Karena hingga kini, kata Marni, keluarganya sudah merasa sangat kewalahan dengan kondisi kehidupan pasca kenaikan BBM lalu. Saat ini pengeluarannya untuk biaya kebutuhan rumah tangga, transportasi, dan kebutuhan lain anak-anaknya yang masih bersekolah saja telah meningkat hampir dua kali lipat. "Sekarang ini, untuk mencukupi hidup sudah sesak napas. Tiap bulan harus ngutang. Dulu nggak separah ini.Kalau elpiji naik, bagaimana lagi nasib masyarakat ini,"kata istri seorang pegawai swasta itu.
Hal serupa juga diungkapkan oleh para mahasiswa dari luar kota yang selama ini kost di Medan.
"Dampaknya juga sangat besarlah. Karena harga makanan, mau tidak mau akan naik. Otomatis jatah kiriman dari kampung harus diirit lagi. Karena kalau minta tambah kiriman, bisa dibilang tak tahu diri sama orang tua namanya. Untuk bisa kuliah saja sudah syukur. Susah memang,"kata Mangasi Sidabutar, mahasiswa di Institut Teknik Medan secara terpisah.
Marwoto, seorang pedagang gorengan kaki lima yang berjualan di pasar Simpang Limun Medan, mengkhawatirkan, kenaikan harga elpiji tersebut diperkirakan akan kembali menurunkan daya beli masyarakat.
"Termasuk dagangan saya.
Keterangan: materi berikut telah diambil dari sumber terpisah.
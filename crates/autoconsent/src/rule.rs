//! Consent rule model and the autoconsent JSON decoder.
//!
//! Action objects carry no explicit type tag; the kind is recognised by the first
//! distinguishing key present (see [`Action::from_value`]). Objects with none of the
//! known keys are skipped so newer rule documents still load.

use pagescout_core::{Error, Result};
use regex::Regex;
use serde::{Deserialize, Deserializer, Serialize, Serializer};
use serde_json::{json, Map, Value};
use std::path::Path;
use tracing::{debug, info};

use crate::selector::ElementSelector;

/// Timeout applied to wait-style actions that do not set one.
pub const DEFAULT_TIMEOUT_MS: u64 = 1000;

pub type ActionList = Vec<Action>;

/// Condition of an [`Action::IfThenElse`]; only existence and visibility probes are allowed.
#[derive(Debug, Clone, PartialEq, Eq)]
pub enum Condition {
    Exists { selector: ElementSelector },
    Visible { selector: ElementSelector, check: Option<String> },
}

impl Condition {
    /// The condition as a stand-alone action, for evaluation in Detect mode.
    pub fn to_action(&self) -> Action {
        match self {
            Condition::Exists { selector } => Action::Exists {
                selector: selector.clone(),
            },
            Condition::Visible { selector, check } => Action::Visible {
                selector: selector.clone(),
                check: check.clone(),
            },
        }
    }
}

#[derive(Debug, Clone, PartialEq, Eq)]
pub enum Action {
    Exists {
        selector: ElementSelector,
    },
    Visible {
        selector: ElementSelector,
        check: Option<String>,
    },
    WaitFor {
        selector: ElementSelector,
        timeout_ms: u64,
    },
    WaitForVisible {
        selector: ElementSelector,
        timeout_ms: u64,
        check: Option<String>,
    },
    Click {
        selector: ElementSelector,
        all: bool,
    },
    WaitForThenClick {
        selector: ElementSelector,
        timeout_ms: u64,
        check: Option<String>,
    },
    Hide {
        selector: String,
        method: Option<String>,
    },
    CookieContains {
        substring: String,
    },
    Eval {
        key: String,
    },
    IfThenElse {
        condition: Condition,
        then_actions: ActionList,
        else_actions: ActionList,
    },
    Wait {
        duration_ms: u64,
    },
}

/// Read an optional field; absent and `null` are both `None`.
fn field<T: serde::de::DeserializeOwned>(obj: &Map<String, Value>, key: &str) -> Result<Option<T>> {
    match obj.get(key) {
        None | Some(Value::Null) => Ok(None),
        Some(value) => serde_json::from_value(value.clone())
            .map(Some)
            .map_err(|e| Error::Config(format!("invalid '{}' field: {}", key, e))),
    }
}

fn required<T: serde::de::DeserializeOwned>(obj: &Map<String, Value>, key: &str) -> Result<T> {
    field(obj, key)?.ok_or_else(|| Error::Config(format!("missing '{}' field", key)))
}

fn selector_field(obj: &Map<String, Value>, key: &str) -> Result<ElementSelector> {
    let value = obj
        .get(key)
        .ok_or_else(|| Error::Config(format!("missing '{}' field", key)))?;
    ElementSelector::from_value(value)
}

/// `timeout` in milliseconds; zero or missing falls back to [`DEFAULT_TIMEOUT_MS`].
fn timeout_field(obj: &Map<String, Value>) -> Result<u64> {
    Ok(match field::<u64>(obj, "timeout")? {
        None | Some(0) => DEFAULT_TIMEOUT_MS,
        Some(ms) => ms,
    })
}

fn has(obj: &Map<String, Value>, key: &str) -> bool {
    obj.get(key).is_some_and(|v| !v.is_null())
}

impl Action {
    /// Decode one action object.
    ///
    /// Keys are tried in this order: `exists`, `visible`, `waitFor`, `waitForVisible`,
    /// `click`, `waitForThenClick`, `hide`, `cookieContains`, `eval`, `wait`, `if`.
    /// Returns `Ok(None)` for objects carrying none of them.
    pub fn from_value(value: &Value) -> Result<Option<Action>> {
        let obj = value
            .as_object()
            .ok_or_else(|| Error::Config(format!("action must be an object, got {}", value)))?;

        let action = if has(obj, "exists") {
            Action::Exists {
                selector: selector_field(obj, "exists")?,
            }
        } else if has(obj, "visible") {
            Action::Visible {
                selector: selector_field(obj, "visible")?,
                check: field(obj, "check")?,
            }
        } else if has(obj, "waitFor") {
            Action::WaitFor {
                selector: selector_field(obj, "waitFor")?,
                timeout_ms: timeout_field(obj)?,
            }
        } else if has(obj, "waitForVisible") {
            Action::WaitForVisible {
                selector: selector_field(obj, "waitForVisible")?,
                timeout_ms: timeout_field(obj)?,
                check: field(obj, "check")?,
            }
        } else if has(obj, "click") {
            Action::Click {
                selector: selector_field(obj, "click")?,
                all: field(obj, "all")?.unwrap_or(false),
            }
        } else if has(obj, "waitForThenClick") {
            Action::WaitForThenClick {
                selector: selector_field(obj, "waitForThenClick")?,
                timeout_ms: timeout_field(obj)?,
                check: field(obj, "check")?,
            }
        } else if has(obj, "hide") {
            Action::Hide {
                selector: required(obj, "hide")?,
                method: field(obj, "method")?,
            }
        } else if has(obj, "cookieContains") {
            Action::CookieContains {
                substring: required(obj, "cookieContains")?,
            }
        } else if has(obj, "eval") {
            Action::Eval {
                key: required(obj, "eval")?,
            }
        } else if has(obj, "wait") {
            Action::Wait {
                duration_ms: required(obj, "wait")?,
            }
        } else if has(obj, "if") {
            Self::if_then_else(obj)?
        } else {
            debug!(action = %value, "Skipping action with unrecognised shape");
            return Ok(None);
        };
        Ok(Some(action))
    }

    fn if_then_else(obj: &Map<String, Value>) -> Result<Action> {
        let cond = obj
            .get("if")
            .and_then(Value::as_object)
            .ok_or_else(|| Error::Config("'if' field must be an object".to_string()))?;

        let condition = if has(cond, "exists") {
            Condition::Exists {
                selector: selector_field(cond, "exists")?,
            }
        } else if has(cond, "visible") {
            Condition::Visible {
                selector: selector_field(cond, "visible")?,
                check: field(cond, "check")?,
            }
        } else {
            return Err(Error::Config(format!(
                "unsupported 'if' condition: {}",
                Value::Object(cond.clone())
            )));
        };

        let branch = |key: &str| -> Result<ActionList> {
            match obj.get(key) {
                Some(value) => parse_action_list(value),
                None => Ok(Vec::new()),
            }
        };

        Ok(Action::IfThenElse {
            condition,
            then_actions: branch("then")?,
            else_actions: branch("else")?,
        })
    }

    /// Short name used in logs.
    pub fn kind(&self) -> &'static str {
        match self {
            Action::Exists { .. } => "exists",
            Action::Visible { .. } => "visible",
            Action::WaitFor { .. } => "waitFor",
            Action::WaitForVisible { .. } => "waitForVisible",
            Action::Click { .. } => "click",
            Action::WaitForThenClick { .. } => "waitForThenClick",
            Action::Hide { .. } => "hide",
            Action::CookieContains { .. } => "cookieContains",
            Action::Eval { .. } => "eval",
            Action::IfThenElse { .. } => "ifThenElse",
            Action::Wait { .. } => "wait",
        }
    }

    /// Encode back into the rule document shape.
    pub fn to_value(&self) -> Value {
        fn with_check(mut v: Value, check: &Option<String>) -> Value {
            if let Some(check) = check {
                v["check"] = json!(check);
            }
            v
        }

        match self {
            Action::Exists { selector } => json!({ "exists": selector }),
            Action::Visible { selector, check } => with_check(json!({ "visible": selector }), check),
            Action::WaitFor { selector, timeout_ms } => {
                json!({ "waitFor": selector, "timeout": timeout_ms })
            }
            Action::WaitForVisible {
                selector,
                timeout_ms,
                check,
            } => with_check(json!({ "waitForVisible": selector, "timeout": timeout_ms }), check),
            Action::Click { selector, all } => {
                let mut v = json!({ "click": selector });
                if *all {
                    v["all"] = json!(true);
                }
                v
            }
            Action::WaitForThenClick {
                selector,
                timeout_ms,
                check,
            } => with_check(json!({ "waitForThenClick": selector, "timeout": timeout_ms }), check),
            Action::Hide { selector, method } => {
                let mut v = json!({ "hide": selector });
                if let Some(method) = method {
                    v["method"] = json!(method);
                }
                v
            }
            Action::CookieContains { substring } => json!({ "cookieContains": substring }),
            Action::Eval { key } => json!({ "eval": key }),
            Action::IfThenElse {
                condition,
                then_actions,
                else_actions,
            } => json!({
                "if": condition.to_action().to_value(),
                "then": then_actions,
                "else": else_actions,
            }),
            Action::Wait { duration_ms } => json!({ "wait": duration_ms }),
        }
    }
}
Karena bagaimanapun saya harus naikkan harga dagangan karena menggunakan gas. Cuma bingung mau naikin berapa. Soalnya harga gorengan saya naikkan karena harga BBM naik, pembeli gorengan saya sudah menyusut. Jadi serba salah memang. Kalau bisa memilih, pemerintah lebih baik nggak usah dinaikkan harga lagilah,"katanya.(151)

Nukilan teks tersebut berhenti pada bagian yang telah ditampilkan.